## [Task prompt]
Throughout the material, count the lines with the word "socket" in them, and answer with only the figure.

..........

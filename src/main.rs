//! CLI entry point for muxctl.

mod build_info;
mod cli;

use clap::Parser;
use muxctl::config::{initialize_default_global_config, load_config_with_source, GlobalConfigInitResult};
use muxctl::error::MuxError;
use muxctl::integration::TerminalControl;
use muxctl::logging::init_tracing;
use std::io::Write;
use tokio::sync::mpsc;
use tracing::debug;

#[tokio::main]
async fn main() {
    let args = cli::Args::parse();

    if let cli::Command::Init = args.command {
        match initialize_default_global_config() {
            Ok(GlobalConfigInitResult::Created { path }) => {
                println!("wrote {}", path.display());
            }
            Ok(GlobalConfigInitResult::AlreadyInitialized { path }) => {
                println!("{} already exists", path.display());
            }
            Err(e) => {
                eprintln!("error: {e}");
                std::process::exit(1);
            }
        }
        return;
    }

    let loaded = match load_config_with_source(args.config.as_deref()) {
        Ok(loaded) => loaded,
        Err(e) => {
            eprintln!("error: {e}");
            std::process::exit(1);
        }
    };
    let mut config = loaded.config;
    if let Some(socket) = args.socket {
        config.tmux.socket_path = socket;
    }
    if let Some(mode) = args.mode {
        config.tmux.mode = mode;
    }
    // One-shot invocations must leave the server's sessions alone.
    config.manager.destroy_sessions_on_cleanup = false;
    if let Err(e) = config.validate() {
        eprintln!("error: {e}");
        std::process::exit(1);
    }

    init_tracing(&config.logging);
    debug!(source = %loaded.source, "configuration loaded");

    let control = match TerminalControl::from_config(&config).await {
        Ok(control) => control,
        Err(e) => {
            eprintln!("error: {e}");
            std::process::exit(1);
        }
    };
    let result = run(&control, args.command).await;
    control.shutdown().await;
    if let Err(e) = result {
        eprintln!("error: {e}");
        std::process::exit(1);
    }
}

async fn run(control: &TerminalControl, command: cli::Command) -> Result<(), MuxError> {
    match command {
        cli::Command::Sessions => {
            for session in control.list_sessions().await? {
                println!(
                    "{}\t{}\t{} windows{}",
                    session.id,
                    session.name,
                    session.windows.len(),
                    if session.attached { "\t(attached)" } else { "" }
                );
            }
        }
        cli::Command::Create { name } => {
            let session = control.create_session(&name).await?;
            println!("{}", session.id);
        }
        cli::Command::Destroy { id } => control.destroy_session(&id).await?,
        cli::Command::Send {
            session,
            command,
            pane,
        } => {
            let execution = control
                .execute_command(&session, &command, pane.as_deref())
                .await?;
            println!(
                "sent to {} in {:.1}ms",
                execution.pane_id.as_deref().unwrap_or(&execution.session_id),
                execution.execution_time.as_secs_f64() * 1000.0
            );
        }
        cli::Command::Capture {
            session,
            pane,
            lines,
        } => {
            let output = control
                .capture_output(&session, pane.as_deref(), lines)
                .await?;
            println!("{output}");
        }
        cli::Command::Watch { session, pane } => {
            let (tx, mut rx) = mpsc::unbounded_channel();
            let capture = control
                .start_continuous_capture(&session, pane.as_deref(), tx)
                .await?;
            loop {
                tokio::select! {
                    _ = tokio::signal::ctrl_c() => break,
                    chunk = rx.recv() => match chunk {
                        Some(chunk) => {
                            print!("{}", chunk.data);
                            let _ = std::io::stdout().flush();
                        }
                        None => break,
                    },
                }
            }
            control.stop_continuous_capture(&capture).await;
        }
        cli::Command::Health => {
            control.backends().run_health_checks().await;
            for status in control.health() {
                println!(
                    "{}\t{}\t{:.1}ms\t{}",
                    status.name,
                    if status.health.healthy { "healthy" } else { "unhealthy" },
                    status.health.latency.as_secs_f64() * 1000.0,
                    status
                        .health
                        .details
                        .iter()
                        .map(|(k, v)| format!("{k}={v}"))
                        .collect::<Vec<_>>()
                        .join(" ")
                );
            }
        }
        cli::Command::Metrics => {
            let text = serde_json::to_string_pretty(&control.metrics())
                .map_err(|e| MuxError::Execution(format!("metrics encoding: {e}")))?;
            println!("{text}");
        }
        cli::Command::Init => {}
    }
    Ok(())
}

..........

## [Answer for this exercise]
2